Participants in the network are all equal, adhering to the same protocols. They can be individuals, state actors, organizations, or a combination of all these types of participants.
At its core, the system records the chronological order of transactions with all nodes agreeing to the validity of transactions using the chosen consensus model. The result is transactions that cannot be altered or reversed, unless the change is agreed to by all members in the network in a subsequent transaction.
These functionalities of blockchain make it decentralized, bringing back the peer-to-peer network. The next wave of computing is going to be a massive shift away from cloud computing.
But why does the world need blockchain technology?
Two major downsides:
I. Users don’t own their data;
II. Remote servers do not provide complete security.

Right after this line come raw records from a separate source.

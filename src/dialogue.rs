//! Order dialogue module: per-customer wizard state and input validation.

use regex::Regex;
use serde::{Deserialize, Serialize};
use std::collections::{BTreeMap, BTreeSet};
use std::sync::LazyLock;
use teloxide::dispatching::dialogue::{Dialogue, InMemStorage};

use crate::catalog::Category;

/// Longest address or comment accepted from free text
pub const MAX_FREE_TEXT_LEN: usize = 500;

static PHONE_INPUT: LazyLock<Regex> =
    LazyLock::new(|| Regex::new(r"^\+?[\d\s\-()]+$").expect("valid phone regex"));

/// Identifies a screen of the wizard, including the queue position of quantity prompts
#[derive(Debug, Clone, Copy, PartialEq, Eq, Serialize, Deserialize)]
pub enum ScreenRef {
    Delivery,
    Address,
    PhoneSelection,
    PhoneEntry,
    Home,
    Select(Category),
    Qty(Category, usize),
    AddonPrompt,
    Cart,
    Comment,
    Summary,
}

impl ScreenRef {
    /// Free-text input the screen expects, if any
    pub fn awaiting(self) -> Option<Awaiting> {
        match self {
            ScreenRef::Address => Some(Awaiting::Address),
            ScreenRef::PhoneSelection | ScreenRef::PhoneEntry => Some(Awaiting::Phone),
            ScreenRef::Comment => Some(Awaiting::Comment),
            _ => None,
        }
    }
}

#[derive(Debug, Clone, Copy, PartialEq, Eq, Serialize, Deserialize)]
pub enum Awaiting {
    Address,
    Phone,
    Comment,
}

#[derive(Debug, Clone, Copy, PartialEq, Eq, Serialize, Deserialize)]
pub enum DeliveryMethod {
    Delivery,
    Pickup,
}

impl DeliveryMethod {
    pub fn slug(self) -> &'static str {
        match self {
            DeliveryMethod::Delivery => "delivery",
            DeliveryMethod::Pickup => "pickup",
        }
    }

    pub fn from_slug(slug: &str) -> Option<Self> {
        match slug {
            "delivery" => Some(DeliveryMethod::Delivery),
            "pickup" => Some(DeliveryMethod::Pickup),
            _ => None,
        }
    }
}

/// Selection, quantity queue and basket for one category
#[derive(Debug, Clone, Default, PartialEq, Eq, Serialize, Deserialize)]
pub struct CategoryState {
    pub selected: BTreeSet<String>,
    pub queue: Vec<String>,
    pub cursor: usize,
    pub basket: BTreeMap<String, u32>,
}

impl CategoryState {
    /// Flip membership of an id in the selection set
    pub fn toggle(&mut self, id: &str) {
        if !self.selected.remove(id) {
            self.selected.insert(id.to_string());
        }
    }

    /// Forget the current pass through the category; the basket survives
    pub fn begin_pass(&mut self) {
        self.selected.clear();
        self.queue.clear();
        self.cursor = 0;
    }

    /// Item awaiting a quantity at the cursor
    pub fn current(&self) -> Option<&str> {
        self.queue.get(self.cursor).map(String::as_str)
    }

    pub fn add_quantity(&mut self, id: &str, quantity: u32) {
        *self.basket.entry(id.to_string()).or_insert(0) += quantity;
    }
}

/// Per-customer wizard state for one in-progress order
#[derive(Clone, Debug, Default, Serialize, Deserialize)]
pub struct Session {
    pub history: Vec<ScreenRef>,
    pub awaiting: Option<Awaiting>,
    pub delivery_method: Option<DeliveryMethod>,
    pub address: Option<String>,
    pub phone: Option<String>,
    pub comment: Option<String>,
    pub categories: BTreeMap<Category, CategoryState>,
    pub order_number: Option<String>,
}

impl Session {
    /// Screen on top of the navigation history
    pub fn current_screen(&self) -> Option<ScreenRef> {
        self.history.last().copied()
    }

    /// Push a screen unless it is already on top
    pub fn push_screen(&mut self, screen: ScreenRef) {
        if self.history.last() != Some(&screen) {
            self.history.push(screen);
        }
    }

    /// Start a fresh pass through `category`; quantity prompts of earlier passes leave the history
    pub fn begin_pass(&mut self, category: Category) {
        self.category_mut(category).begin_pass();
        self.history
            .retain(|screen| !matches!(screen, ScreenRef::Qty(on, _) if *on == category));
    }

    /// Whether a quantity prompt still points into its category's queue
    pub fn prompt_is_live(&self, category: Category, index: usize) -> bool {
        self.category(category)
            .is_some_and(|state| index < state.queue.len())
    }

    pub fn category(&self, category: Category) -> Option<&CategoryState> {
        self.categories.get(&category)
    }

    pub fn category_mut(&mut self, category: Category) -> &mut CategoryState {
        self.categories.entry(category).or_default()
    }

    /// Quantity in the basket for an id, zero when absent
    pub fn basket_quantity(&self, category: Category, id: &str) -> u32 {
        self.category(category)
            .and_then(|state| state.basket.get(id).copied())
            .unwrap_or(0)
    }

    pub fn basket_is_empty(&self) -> bool {
        self.categories.values().all(|state| state.basket.is_empty())
    }

    pub fn clear_baskets(&mut self) {
        for state in self.categories.values_mut() {
            state.basket.clear();
        }
    }
}

/// Type alias for the order dialogue
pub type OrderDialogue = Dialogue<Session, InMemStorage<Session>>;

/// Validates a phone number and returns it in the masked display form
/// `+38 (0XX) - XXX - XX - XX`.
pub fn validate_phone(input: &str) -> Result<String, &'static str> {
    let trimmed = input.trim();

    if trimmed.is_empty() {
        return Err("empty");
    }

    if !PHONE_INPUT.is_match(trimmed) {
        return Err("malformed");
    }

    let digits: String = trimmed.chars().filter(char::is_ascii_digit).collect();
    let full = match digits.len() {
        12 if digits.starts_with("380") => digits,
        11 if digits.starts_with("80") => format!("3{digits}"),
        10 if digits.starts_with('0') => format!("38{digits}"),
        _ => return Err("malformed"),
    };

    Ok(format!(
        "+{} ({}) - {} - {} - {}",
        &full[0..2],
        &full[2..5],
        &full[5..8],
        &full[8..10],
        &full[10..12]
    ))
}

/// Validates free text such as an address or a comment
pub fn validate_free_text(input: &str) -> Result<String, &'static str> {
    let trimmed = input.trim();

    if trimmed.is_empty() {
        return Err("empty");
    }

    if trimmed.chars().count() > MAX_FREE_TEXT_LEN {
        return Err("too_long");
    }

    Ok(trimmed.to_string())
}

Blockchain technology with its decentralized system gives control of the digital assets back to the end-users; which means third party servers and infrastructure is not needed anymore.
According to my friend Muneeb , Co-founder and CEO Blockstack (a US based blockchain company backed by Bitcoin), blockchain technology will fundamentally change the face of the tech industry and how the world operates on it.
According to him, it will have an economic, social, and political impact larger than the desktop and cloud revolutions in the following ways:
1. We’ll see the unbundling of data silos like Facebook and LinkedIn. The ownership of data and the associated power to monetize that data will flip over from large companies to users.
2. Cloud storage providers will get reduced to “dumb drives”, used to store encrypted data for users. It would become hard for cloud storage providers to differentiate themselves from each other. In the new model, they all provide just a basic storage utility.
3. Users will start owning (personal) cloud servers again; servers that can be online 24/7 and take actions on behalf of users when the users go offline. Running a secure, personal cloud server will become as easy as using current cloud services like Google Docs and Dropbox.
4. Publishing the source code for software will become almost a requirement for security reasons. Running closed-source “blackbox magic” software will be perceived as a security hazard.
5. Crypto tokens for protocols will become as ubiquitous as software licenses and terms-of-service agreements for cloud services: to use the software in decentralized computing you’ll need the respective token.
6. Crypto economy will reshape the entire lifecycle of tech companies; they’d start anywhere and end up on token exchanges.
7. Computer security engineer, applied cryptographer, and distributed systems engineer will become some of the most sought-after professions in the tech industry and, by proxy, popular subjects to study in colleges.
With companies like Blockstack playing an integral role in giving power back to the end users, and now with its Pakistan chapter, Stacks Pakistan, I am sure the time is not far where YOU #OwnYourInternet.